The full set of entries below needs to be written out exactly.

══════════

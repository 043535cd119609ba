use crate::errors::BackendError;
use crate::patch::DocumentPatch;
use crate::projection::Projection;
use crate::query::Expression;
use crate::store::{FindParams, StoreBackend};
use async_trait::async_trait;
use bson::{Bson, Document};
use parking_lot::RwLock;
use std::collections::HashMap;

use super::eval::{bson_eq, compare_docs, matches_document};

/// Reference backend keeping each collection as an insertion-ordered list of documents.
#[derive(Debug, Default)]
pub struct MemoryBackend {
    collections: RwLock<HashMap<String, Vec<Document>>>,
}

fn identifier_entry(identifier: &Document) -> Result<(&str, &Bson), BackendError> {
    let mut entries = identifier.iter();
    match (entries.next(), entries.next()) {
        (Some((k, v)), None) => Ok((k.as_str(), v)),
        _ => Err(format!("identifier must have exactly one entry, got {identifier}").into()),
    }
}

fn has_identifier(doc: &Document, (name, value): (&str, &Bson)) -> bool {
    doc.get(name).is_some_and(|v| bson_eq(v, value))
}

impl MemoryBackend {
    #[must_use]
    pub fn new() -> Self {
        Self::default()
    }

    /// Number of records stored in `collection`.
    #[must_use]
    pub fn len(&self, collection: &str) -> usize {
        self.collections.read().get(collection).map_or(0, Vec::len)
    }

    #[must_use]
    pub fn is_empty(&self, collection: &str) -> bool {
        self.len(collection) == 0
    }

    /// Copy of the raw records in `collection`, in insertion order.
    #[must_use]
    pub fn snapshot(&self, collection: &str) -> Vec<Document> {
        self.collections.read().get(collection).cloned().unwrap_or_default()
    }

    #[must_use]
    pub fn collection_names(&self) -> Vec<String> {
        let mut names: Vec<String> = self.collections.read().keys().cloned().collect();
        names.sort();
        names
    }
}

#[async_trait]
impl StoreBackend for MemoryBackend {
    async fn create_document(
        &self,
        collection: &str,
        identifier: &Document,
        document: &Document,
    ) -> Result<bool, BackendError> {
        let id = identifier_entry(identifier)?;
        let mut collections = self.collections.write();
        let docs = collections.entry(collection.to_string()).or_default();
        if docs.iter().any(|d| has_identifier(d, id)) {
            return Ok(false);
        }
        docs.push(document.clone());
        Ok(true)
    }

    async fn read_document(
        &self,
        collection: &str,
        identifier: &Document,
        projection: &Projection,
    ) -> Result<Option<Document>, BackendError> {
        let id = identifier_entry(identifier)?;
        let collections = self.collections.read();
        Ok(collections
            .get(collection)
            .and_then(|docs| docs.iter().find(|d| has_identifier(d, id)))
            .map(|d| projection.apply(d)))
    }

    async fn update_document(
        &self,
        collection: &str,
        identifier: &Document,
        patch: &DocumentPatch,
    ) -> Result<bool, BackendError> {
        let id = identifier_entry(identifier)?;
        let mut collections = self.collections.write();
        let Some(doc) = collections
            .get_mut(collection)
            .and_then(|docs| docs.iter_mut().find(|d| has_identifier(d, id)))
        else {
            return Ok(false);
        };
        patch.apply(doc);
        Ok(true)
    }

    async fn delete_document(
        &self,
        collection: &str,
        identifier: &Document,
    ) -> Result<bool, BackendError> {
        let id = identifier_entry(identifier)?;
        let mut collections = self.collections.write();
        let Some(docs) = collections.get_mut(collection) else {
            return Ok(false);
        };
        let before = docs.len();
        docs.retain(|d| !has_identifier(d, id));
        Ok(docs.len() != before)
    }

    async fn find_documents(
        &self,
        collection: &str,
        expressions: &[Expression],
        projection: &Projection,
        params: &FindParams,
    ) -> Result<Vec<Document>, BackendError> {
        let collections = self.collections.read();
        let Some(docs) = collections.get(collection) else {
            return Ok(Vec::new());
        };
        let mut hits: Vec<&Document> =
            docs.iter().filter(|d| matches_document(d, expressions)).collect();
        if !params.sort.is_empty() {
            hits.sort_by(|a, b| compare_docs(a, b, &params.sort));
        }
        log::trace!("find on '{collection}': {} of {} matched", hits.len(), docs.len());
        Ok(hits
            .into_iter()
            .skip(params.skip)
            .take(params.limit.unwrap_or(usize::MAX))
            .map(|d| projection.apply(d))
            .collect())
    }

    async fn count_documents(
        &self,
        collection: &str,
        expressions: &[Expression],
    ) -> Result<u64, BackendError> {
        let collections = self.collections.read();
        let n = collections
            .get(collection)
            .map_or(0, |docs| docs.iter().filter(|d| matches_document(d, expressions)).count());
        Ok(u64::try_from(n).unwrap_or(u64::MAX))
    }
}

#[cfg(test)]
mod tests {
    use super::*;
    use crate::patch::build_document_patch;
    use crate::store::SortSpec;
    use bson::doc;

    #[tokio::test]
    async fn create_rejects_existing_identifier() {
        let backend = MemoryBackend::new();
        let id = doc! {"id": "m1"};
        assert!(backend.create_document("movies", &id, &doc! {"id": "m1"}).await.unwrap());
        assert!(!backend.create_document("movies", &id, &doc! {"id": "m1", "x": 1}).await.unwrap());
        assert_eq!(backend.len("movies"), 1);
    }

    #[tokio::test]
    async fn update_overlays_patch() {
        let backend = MemoryBackend::new();
        let id = doc! {"id": "m1"};
        backend
            .create_document("movies", &id, &doc! {"id": "m1", "title": "Alien", "year": 1979})
            .await
            .unwrap();
        let patch = build_document_patch(&doc! {"title": "Aliens", "year": Bson::Undefined});
        assert!(backend.update_document("movies", &id, &patch).await.unwrap());
        assert_eq!(backend.snapshot("movies"), vec![doc! {"id": "m1", "title": "Aliens"}]);
        let missing = doc! {"id": "nope"};
        assert!(!backend.update_document("movies", &missing, &patch).await.unwrap());
    }

    #[tokio::test]
    async fn find_sorts_then_pages() {
        let backend = MemoryBackend::new();
        for (id, year) in [("a", 1986), ("b", 1979), ("c", 1992)] {
            backend
                .create_document("movies", &doc! {"id": id}, &doc! {"id": id, "year": year})
                .await
                .unwrap();
        }
        let params = FindParams { sort: vec![SortSpec::asc("year")], skip: 1, limit: Some(1) };
        let found = backend
            .find_documents("movies", &[], &Projection::Paths(vec!["id".into()]), &params)
            .await
            .unwrap();
        assert_eq!(found, vec![doc! {"id": "a"}]);
        assert_eq!(backend.count_documents("movies", &[]).await.unwrap(), 3);
    }

    #[tokio::test]
    async fn malformed_identifier_is_a_backend_error() {
        let backend = MemoryBackend::new();
        assert!(backend.delete_document("movies", &doc! {}).await.is_err());
        assert!(!backend.delete_document("movies", &doc! {"id": 1}).await.unwrap());
    }
}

══════════

Exercise response
repository 043535cd119609ba
use crate::errors::BackendError;
use crate::patch::DocumentPatch;
use crate::projection::Projection;
use crate::query::Expression;
use crate::store::{FindParams, StoreBackend};
use async_trait::async_trait;
use bson::{Bson, Document};
use parking_lot::RwLock;
use std::collections::HashMap;

use super::eval::{bson_eq, compare_docs, matches_document};

/// Reference backend keeping each collection as an insertion-ordered list of documents.
#[derive(Debug, Default)]
pub struct MemoryBackend {
    collections: RwLock<HashMap<String, Vec<Document>>>,
}

fn identifier_entry(identifier: &Document) -> Result<(&str, &Bson), BackendError> {
    let mut entries = identifier.iter();
    match (entries.next(), entries.next()) {
        (Some((k, v)), None) => Ok((k.as_str(), v)),
        _ => Err(format!("identifier must have exactly one entry, got {identifier}").into()),
    }
}

fn has_identifier(doc: &Document, (name, value): (&str, &Bson)) -> bool {
    doc.get(name).is_some_and(|v| bson_eq(v, value))
}

impl MemoryBackend {
    #[must_use]
    pub fn new() -> Self {
        Self::default()
    }

    /// Number of records stored in `collection`.
    #[must_use]
    pub fn len(&self, collection: &str) -> usize {
        self.collections.read().get(collection).map_or(0, Vec::len)
    }

    #[must_use]
    pub fn is_empty(&self, collection: &str) -> bool {
        self.len(collection) == 0
    }

    /// Copy of the raw records in `collection`, in insertion order.
    #[must_use]
    pub fn snapshot(&self, collection: &str) -> Vec<Document> {
        self.collections.read().get(collection).cloned().unwrap_or_default()
    }

    #[must_use]
    pub fn collection_names(&self) -> Vec<String> {
        let mut names: Vec<String> = self.collections.read().keys().cloned().collect();
        names.sort();
        names
    }
}

#[async_trait]
impl StoreBackend for MemoryBackend {
    async fn create_document(
        &self,
        collection: &str,
        identifier: &Document,
        document: &Document,
    ) -> Result<bool, BackendError> {
        let id = identifier_entry(identifier)?;
        let mut collections = self.collections.write();
        let docs = collections.entry(collection.to_string()).or_default();
        if docs.iter().any(|d| has_identifier(d, id)) {
            return Ok(false);
        }
        docs.push(document.clone());
        Ok(true)
    }

    async fn read_document(
        &self,
        collection: &str,
        identifier: &Document,
        projection: &Projection,
    ) -> Result<Option<Document>, BackendError> {
        let id = identifier_entry(identifier)?;
        let collections = self.collections.read();
        Ok(collections
            .get(collection)
            .and_then(|docs| docs.iter().find(|d| has_identifier(d, id)))
            .map(|d| projection.apply(d)))
    }

    async fn update_document(
        &self,
        collection: &str,
        identifier: &Document,
        patch: &DocumentPatch,
    ) -> Result<bool, BackendError> {
        let id = identifier_entry(identifier)?;
        let mut collections = self.collections.write();
        let Some(doc) = collections
            .get_mut(collection)
            .and_then(|docs| docs.iter_mut().find(|d| has_identifier(d, id)))
        else {
            return Ok(false);
        };
        patch.apply(doc);
        Ok(true)
    }

    async fn delete_document(
        &self,
        collection: &str,
        identifier: &Document,
    ) -> Result<bool, BackendError> {
        let id = identifier_entry(identifier)?;
        let mut collections = self.collections.write();
        let Some(docs) = collections.get_mut(collection) else {
            return Ok(false);
        };
        let before = docs.len();
        docs.retain(|d| !has_identifier(d, id));
        Ok(docs.len() != before)
    }

    async fn find_documents(
        &self,
        collection: &str,
        expressions: &[Expression],
        projection: &Projection,
        params: &FindParams,
    ) -> Result<Vec<Document>, BackendError> {
        let collections = self.collections.read();
        let Some(docs) = collections.get(collection) else {
            return Ok(Vec::new());
        };
        let mut hits: Vec<&Document> =
            docs.iter().filter(|d| matches_document(d, expressions)).collect();
        if !params.sort.is_empty() {
            hits.sort_by(|a, b| compare_docs(a, b, &params.sort));
        }
        log::trace!("find on '{collection}': {} of {} matched", hits.len(), docs.len());
        Ok(hits
            .into_iter()
            .skip(params.skip)
            .take(params.limit.unwrap_or(usize::MAX))
            .map(|d| projection.apply(d))
            .collect())
    }

    async fn count_documents(
        &self,
        collection: &str,
        expressions: &[Expression],
    ) -> Result<u64, BackendError> {
        let collections = self.collections.read();
        let n = collections
            .get(collection)
            .map_or(0, |docs| docs.iter().filter(|d| matches_document(d, expressions)).count());
        Ok(u64::try_from(n).unwrap_or(u64::MAX))
    }
}

#[cfg(test)]
mod tests {
    use super::*;
    use crate::patch::build_document_patch;
    use crate::store::SortSpec;
    use bson::doc;

    #[tokio::test]
    async fn create_rejects_existing_identifier() {
        let backend = MemoryBackend::new();
        let id = doc! {"id": "m1"};
        assert!(backend.create_document("movies", &id, &doc! {"id": "m1"}).await.unwrap());
        assert!(!backend.create_document("movies", &id, &doc! {"id": "m1", "x": 1}).await.unwrap());
        assert_eq!(backend.len("movies"), 1);
    }

    #[tokio::test]
    async fn update_overlays_patch() {
        let backend = MemoryBackend::new();
        let id = doc! {"id": "m1"};
        backend
            .create_document("movies", &id, &doc! {"id": "m1", "title": "Alien", "year": 1979})
            .await
            .unwrap();
        let patch = build_document_patch(&doc! {"title": "Aliens", "year": Bson::Undefined});
        assert!(backend.update_document("movies", &id, &patch).await.unwrap());
        assert_eq!(backend.snapshot("movies"), vec![doc! {"id": "m1", "title": "Aliens"}]);
        let missing = doc! {"id": "nope"};
        assert!(!backend.update_document("movies", &missing, &patch).await.unwrap());
    }

    #[tokio::test]
    async fn find_sorts_then_pages() {
        let backend = MemoryBackend::new();
        for (id, year) in [("a", 1986), ("b", 1979), ("c", 1992)] {
            backend
                .create_document("movies", &doc! {"id": id}, &doc! {"id": id, "year": year})
                .await
                .unwrap();
        }
        let params = FindParams { sort: vec![SortSpec::asc("year")], skip: 1, limit: Some(1) };
        let found = backend
            .find_documents("movies", &[], &Projection::Paths(vec!["id".into()]), &params)
            .await
            .unwrap();
        assert_eq!(found, vec![doc! {"id": "a"}]);
        assert_eq!(backend.count_documents("movies", &[]).await.unwrap(), 3);
    }

    #[tokio::test]
    async fn malformed_identifier_is_a_backend_error() {
        let backend = MemoryBackend::new();
        assert!(backend.delete_document("movies", &doc! {}).await.is_err());
        assert!(!backend.delete_document("movies", &doc! {"id": 1}).await.unwrap());
    }
}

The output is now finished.